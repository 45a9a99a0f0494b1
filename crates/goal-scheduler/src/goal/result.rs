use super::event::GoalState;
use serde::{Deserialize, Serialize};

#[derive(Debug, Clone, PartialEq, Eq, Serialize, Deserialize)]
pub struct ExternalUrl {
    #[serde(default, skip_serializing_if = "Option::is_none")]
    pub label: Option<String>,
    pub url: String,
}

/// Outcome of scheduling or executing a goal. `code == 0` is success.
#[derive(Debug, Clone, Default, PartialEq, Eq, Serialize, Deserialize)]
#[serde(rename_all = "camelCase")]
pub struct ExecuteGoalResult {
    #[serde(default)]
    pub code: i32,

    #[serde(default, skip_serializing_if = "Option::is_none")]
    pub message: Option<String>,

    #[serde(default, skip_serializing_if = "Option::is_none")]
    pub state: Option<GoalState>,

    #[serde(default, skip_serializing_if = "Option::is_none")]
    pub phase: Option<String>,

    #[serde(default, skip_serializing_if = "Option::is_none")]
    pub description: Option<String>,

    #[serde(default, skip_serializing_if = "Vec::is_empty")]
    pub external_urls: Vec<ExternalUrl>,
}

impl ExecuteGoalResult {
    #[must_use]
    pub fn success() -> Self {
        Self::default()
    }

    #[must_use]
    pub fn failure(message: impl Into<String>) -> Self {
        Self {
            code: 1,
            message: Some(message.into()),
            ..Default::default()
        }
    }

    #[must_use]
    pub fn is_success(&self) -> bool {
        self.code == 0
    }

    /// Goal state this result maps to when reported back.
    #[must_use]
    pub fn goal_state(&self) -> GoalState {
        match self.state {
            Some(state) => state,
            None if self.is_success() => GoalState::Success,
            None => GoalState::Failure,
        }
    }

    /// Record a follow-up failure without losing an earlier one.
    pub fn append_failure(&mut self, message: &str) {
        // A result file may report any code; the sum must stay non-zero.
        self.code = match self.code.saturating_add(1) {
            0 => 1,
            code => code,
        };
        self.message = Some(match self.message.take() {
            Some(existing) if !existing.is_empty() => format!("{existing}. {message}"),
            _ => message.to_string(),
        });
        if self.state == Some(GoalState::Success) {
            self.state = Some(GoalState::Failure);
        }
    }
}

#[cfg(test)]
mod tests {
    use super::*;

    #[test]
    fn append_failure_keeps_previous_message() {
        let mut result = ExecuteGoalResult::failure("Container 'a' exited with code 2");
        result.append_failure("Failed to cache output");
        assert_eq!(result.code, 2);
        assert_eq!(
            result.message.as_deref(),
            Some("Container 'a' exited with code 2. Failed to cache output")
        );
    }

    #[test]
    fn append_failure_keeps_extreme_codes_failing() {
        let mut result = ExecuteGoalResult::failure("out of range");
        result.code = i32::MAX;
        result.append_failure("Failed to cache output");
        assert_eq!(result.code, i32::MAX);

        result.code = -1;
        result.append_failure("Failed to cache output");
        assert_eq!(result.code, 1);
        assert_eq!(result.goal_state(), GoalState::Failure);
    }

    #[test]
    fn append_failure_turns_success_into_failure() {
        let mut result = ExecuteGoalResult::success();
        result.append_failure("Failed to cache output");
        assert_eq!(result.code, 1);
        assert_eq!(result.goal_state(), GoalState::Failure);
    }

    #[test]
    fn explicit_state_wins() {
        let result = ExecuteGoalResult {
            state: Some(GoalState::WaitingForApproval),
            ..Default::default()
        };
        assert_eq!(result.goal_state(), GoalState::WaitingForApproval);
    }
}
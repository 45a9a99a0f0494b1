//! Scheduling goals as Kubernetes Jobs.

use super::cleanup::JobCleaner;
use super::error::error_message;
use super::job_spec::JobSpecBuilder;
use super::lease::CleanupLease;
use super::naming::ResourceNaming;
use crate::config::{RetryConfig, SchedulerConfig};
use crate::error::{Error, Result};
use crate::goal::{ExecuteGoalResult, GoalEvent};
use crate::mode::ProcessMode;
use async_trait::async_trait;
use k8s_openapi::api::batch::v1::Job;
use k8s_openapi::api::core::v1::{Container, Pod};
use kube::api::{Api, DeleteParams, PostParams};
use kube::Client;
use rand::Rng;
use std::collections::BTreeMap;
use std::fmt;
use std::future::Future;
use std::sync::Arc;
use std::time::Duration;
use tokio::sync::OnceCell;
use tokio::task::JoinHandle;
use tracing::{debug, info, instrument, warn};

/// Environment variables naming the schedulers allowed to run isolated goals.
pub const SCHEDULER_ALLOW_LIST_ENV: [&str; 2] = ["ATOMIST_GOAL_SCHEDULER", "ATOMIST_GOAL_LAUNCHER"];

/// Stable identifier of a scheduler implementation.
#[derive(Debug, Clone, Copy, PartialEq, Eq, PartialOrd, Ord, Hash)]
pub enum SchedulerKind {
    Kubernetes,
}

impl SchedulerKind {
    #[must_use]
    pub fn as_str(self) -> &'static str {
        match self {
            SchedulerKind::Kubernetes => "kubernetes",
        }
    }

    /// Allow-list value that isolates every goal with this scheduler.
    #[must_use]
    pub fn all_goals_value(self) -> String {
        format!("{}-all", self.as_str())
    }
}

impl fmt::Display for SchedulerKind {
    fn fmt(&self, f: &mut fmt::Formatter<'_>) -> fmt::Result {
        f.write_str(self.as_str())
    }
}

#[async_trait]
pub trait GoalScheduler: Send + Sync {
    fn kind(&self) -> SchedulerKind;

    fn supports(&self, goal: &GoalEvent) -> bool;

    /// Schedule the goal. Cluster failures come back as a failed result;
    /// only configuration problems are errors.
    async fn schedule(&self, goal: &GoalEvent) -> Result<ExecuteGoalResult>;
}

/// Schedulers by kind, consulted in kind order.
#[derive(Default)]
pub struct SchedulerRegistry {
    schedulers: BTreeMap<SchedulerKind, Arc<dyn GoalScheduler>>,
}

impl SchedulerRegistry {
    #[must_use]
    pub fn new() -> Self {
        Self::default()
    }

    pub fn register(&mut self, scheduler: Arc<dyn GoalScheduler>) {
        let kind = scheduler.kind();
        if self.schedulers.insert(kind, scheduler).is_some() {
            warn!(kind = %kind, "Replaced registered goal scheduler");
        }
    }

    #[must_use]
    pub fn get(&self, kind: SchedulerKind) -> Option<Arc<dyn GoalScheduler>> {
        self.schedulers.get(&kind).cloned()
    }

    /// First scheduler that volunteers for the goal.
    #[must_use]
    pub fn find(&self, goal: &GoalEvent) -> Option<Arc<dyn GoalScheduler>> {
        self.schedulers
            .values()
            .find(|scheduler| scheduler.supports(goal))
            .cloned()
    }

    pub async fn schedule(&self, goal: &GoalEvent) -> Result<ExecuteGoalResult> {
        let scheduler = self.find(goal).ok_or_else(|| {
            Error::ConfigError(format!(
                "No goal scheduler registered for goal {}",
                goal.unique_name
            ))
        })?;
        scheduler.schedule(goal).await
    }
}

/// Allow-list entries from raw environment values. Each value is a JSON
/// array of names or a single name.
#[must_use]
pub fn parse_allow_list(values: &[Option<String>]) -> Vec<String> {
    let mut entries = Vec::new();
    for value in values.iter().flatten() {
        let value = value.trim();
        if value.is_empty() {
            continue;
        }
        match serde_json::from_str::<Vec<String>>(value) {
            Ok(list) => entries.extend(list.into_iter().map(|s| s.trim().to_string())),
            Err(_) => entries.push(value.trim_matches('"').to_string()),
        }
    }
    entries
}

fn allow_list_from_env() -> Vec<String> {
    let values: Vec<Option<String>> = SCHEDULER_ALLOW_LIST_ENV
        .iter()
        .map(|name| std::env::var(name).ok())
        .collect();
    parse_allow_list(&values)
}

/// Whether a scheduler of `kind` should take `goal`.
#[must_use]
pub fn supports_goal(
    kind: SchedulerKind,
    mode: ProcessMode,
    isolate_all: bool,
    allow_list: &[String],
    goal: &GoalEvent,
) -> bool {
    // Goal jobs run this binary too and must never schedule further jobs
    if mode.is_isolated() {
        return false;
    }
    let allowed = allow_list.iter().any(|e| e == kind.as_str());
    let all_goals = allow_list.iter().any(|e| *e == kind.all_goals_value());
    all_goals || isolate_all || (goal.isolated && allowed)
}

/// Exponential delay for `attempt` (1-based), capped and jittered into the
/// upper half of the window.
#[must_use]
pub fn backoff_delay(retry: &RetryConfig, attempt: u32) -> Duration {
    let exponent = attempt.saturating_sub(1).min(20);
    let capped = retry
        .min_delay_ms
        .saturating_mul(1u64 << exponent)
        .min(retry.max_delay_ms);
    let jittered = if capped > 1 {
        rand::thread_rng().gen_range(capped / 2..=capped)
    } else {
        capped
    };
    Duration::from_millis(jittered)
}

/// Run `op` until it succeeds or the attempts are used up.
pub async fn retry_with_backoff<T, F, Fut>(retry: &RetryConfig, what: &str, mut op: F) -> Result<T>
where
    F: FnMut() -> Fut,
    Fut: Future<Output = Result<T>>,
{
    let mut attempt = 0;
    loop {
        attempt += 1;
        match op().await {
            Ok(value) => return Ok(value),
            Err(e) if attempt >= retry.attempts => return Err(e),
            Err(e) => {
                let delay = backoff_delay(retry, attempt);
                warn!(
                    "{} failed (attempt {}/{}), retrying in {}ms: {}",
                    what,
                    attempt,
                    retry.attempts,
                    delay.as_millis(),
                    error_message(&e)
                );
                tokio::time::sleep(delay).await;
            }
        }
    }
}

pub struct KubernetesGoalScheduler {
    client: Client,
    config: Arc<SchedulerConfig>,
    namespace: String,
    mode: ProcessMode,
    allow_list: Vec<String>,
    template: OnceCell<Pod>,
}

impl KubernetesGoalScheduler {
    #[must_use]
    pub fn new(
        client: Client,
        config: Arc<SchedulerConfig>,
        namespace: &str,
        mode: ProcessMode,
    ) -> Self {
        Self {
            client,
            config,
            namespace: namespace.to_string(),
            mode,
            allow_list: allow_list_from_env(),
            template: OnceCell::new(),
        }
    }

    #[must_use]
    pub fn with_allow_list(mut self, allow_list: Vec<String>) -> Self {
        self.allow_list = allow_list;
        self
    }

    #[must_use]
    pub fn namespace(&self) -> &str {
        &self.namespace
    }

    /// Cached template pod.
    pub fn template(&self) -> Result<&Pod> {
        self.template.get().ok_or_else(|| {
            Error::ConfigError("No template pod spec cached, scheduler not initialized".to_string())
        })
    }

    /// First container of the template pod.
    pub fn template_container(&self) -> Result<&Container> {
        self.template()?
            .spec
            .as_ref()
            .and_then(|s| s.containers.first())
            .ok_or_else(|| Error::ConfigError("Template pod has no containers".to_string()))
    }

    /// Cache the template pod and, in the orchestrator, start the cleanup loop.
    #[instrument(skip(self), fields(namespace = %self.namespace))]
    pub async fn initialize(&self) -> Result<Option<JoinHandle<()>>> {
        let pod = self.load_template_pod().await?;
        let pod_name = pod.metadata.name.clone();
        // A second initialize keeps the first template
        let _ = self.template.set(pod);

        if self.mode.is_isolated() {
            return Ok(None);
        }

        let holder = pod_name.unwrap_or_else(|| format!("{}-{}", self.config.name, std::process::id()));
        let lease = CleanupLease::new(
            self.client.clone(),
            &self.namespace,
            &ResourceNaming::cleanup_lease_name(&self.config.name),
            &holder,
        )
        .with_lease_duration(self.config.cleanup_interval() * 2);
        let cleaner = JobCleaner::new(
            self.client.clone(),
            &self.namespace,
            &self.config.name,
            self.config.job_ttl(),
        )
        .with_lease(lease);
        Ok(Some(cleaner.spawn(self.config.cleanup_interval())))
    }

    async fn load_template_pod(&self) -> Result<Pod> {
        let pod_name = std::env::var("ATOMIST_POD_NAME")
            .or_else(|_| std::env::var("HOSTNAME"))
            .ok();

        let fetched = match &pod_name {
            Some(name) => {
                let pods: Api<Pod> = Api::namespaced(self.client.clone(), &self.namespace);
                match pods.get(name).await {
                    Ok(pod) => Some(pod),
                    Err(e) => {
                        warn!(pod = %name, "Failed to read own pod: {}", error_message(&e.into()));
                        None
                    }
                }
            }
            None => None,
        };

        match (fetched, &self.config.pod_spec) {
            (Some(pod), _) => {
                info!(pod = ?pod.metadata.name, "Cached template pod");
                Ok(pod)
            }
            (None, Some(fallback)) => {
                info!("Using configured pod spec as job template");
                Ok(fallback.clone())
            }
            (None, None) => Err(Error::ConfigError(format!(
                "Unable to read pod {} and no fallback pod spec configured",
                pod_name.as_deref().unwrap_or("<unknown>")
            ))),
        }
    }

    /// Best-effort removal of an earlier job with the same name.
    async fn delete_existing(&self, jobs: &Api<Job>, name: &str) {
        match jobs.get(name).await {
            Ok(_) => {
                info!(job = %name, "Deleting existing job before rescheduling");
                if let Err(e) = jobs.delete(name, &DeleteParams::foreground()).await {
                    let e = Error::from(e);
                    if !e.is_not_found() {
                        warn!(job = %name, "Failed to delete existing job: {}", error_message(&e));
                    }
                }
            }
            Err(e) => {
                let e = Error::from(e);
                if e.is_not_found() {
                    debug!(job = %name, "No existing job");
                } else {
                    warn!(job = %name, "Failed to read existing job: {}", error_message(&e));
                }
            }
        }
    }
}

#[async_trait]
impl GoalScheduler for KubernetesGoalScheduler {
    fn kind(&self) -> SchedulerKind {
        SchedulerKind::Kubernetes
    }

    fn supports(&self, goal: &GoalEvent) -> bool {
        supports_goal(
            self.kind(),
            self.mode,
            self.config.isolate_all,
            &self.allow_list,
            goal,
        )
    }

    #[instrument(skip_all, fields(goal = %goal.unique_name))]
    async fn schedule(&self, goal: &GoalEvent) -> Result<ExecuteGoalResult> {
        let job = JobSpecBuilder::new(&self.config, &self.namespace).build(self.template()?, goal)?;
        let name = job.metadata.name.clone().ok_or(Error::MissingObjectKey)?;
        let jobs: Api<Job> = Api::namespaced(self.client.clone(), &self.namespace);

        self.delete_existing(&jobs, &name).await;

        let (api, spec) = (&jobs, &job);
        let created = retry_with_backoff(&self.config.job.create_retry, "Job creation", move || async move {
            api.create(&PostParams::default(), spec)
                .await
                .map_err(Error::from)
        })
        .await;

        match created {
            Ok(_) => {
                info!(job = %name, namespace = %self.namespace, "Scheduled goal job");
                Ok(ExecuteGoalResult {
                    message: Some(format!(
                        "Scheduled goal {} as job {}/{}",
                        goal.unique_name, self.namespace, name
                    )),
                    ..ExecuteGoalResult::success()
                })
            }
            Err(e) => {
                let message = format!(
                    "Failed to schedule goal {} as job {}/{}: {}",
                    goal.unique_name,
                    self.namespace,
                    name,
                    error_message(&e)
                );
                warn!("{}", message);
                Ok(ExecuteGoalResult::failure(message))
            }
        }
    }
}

● ● ● ● ●

▶ _Exercise objective_: Reproduce the entries above exactly, but only the lines between the line holding "to read own" and the line holding "existing job before", inclusive.

▶ _Completed exercise_:
                        warn!(pod = %name, "Failed to read own pod: {}", error_message(&e.into()));
                        None
                    }
                }
            }
            None => None,
        };

        match (fetched, &self.config.pod_spec) {
            (Some(pod), _) => {
                info!(pod = ?pod.metadata.name, "Cached template pod");
                Ok(pod)
            }
            (None, Some(fallback)) => {
                info!("Using configured pod spec as job template");
                Ok(fallback.clone())
            }
            (None, None) => Err(Error::ConfigError(format!(
                "Unable to read pod {} and no fallback pod spec configured",
                pod_name.as_deref().unwrap_or("<unknown>")
            ))),
        }
    }

    /// Best-effort removal of an earlier job with the same name.
    async fn delete_existing(&self, jobs: &Api<Job>, name: &str) {
        match jobs.get(name).await {
            Ok(_) => {
                info!(job = %name, "Deleting existing job before rescheduling");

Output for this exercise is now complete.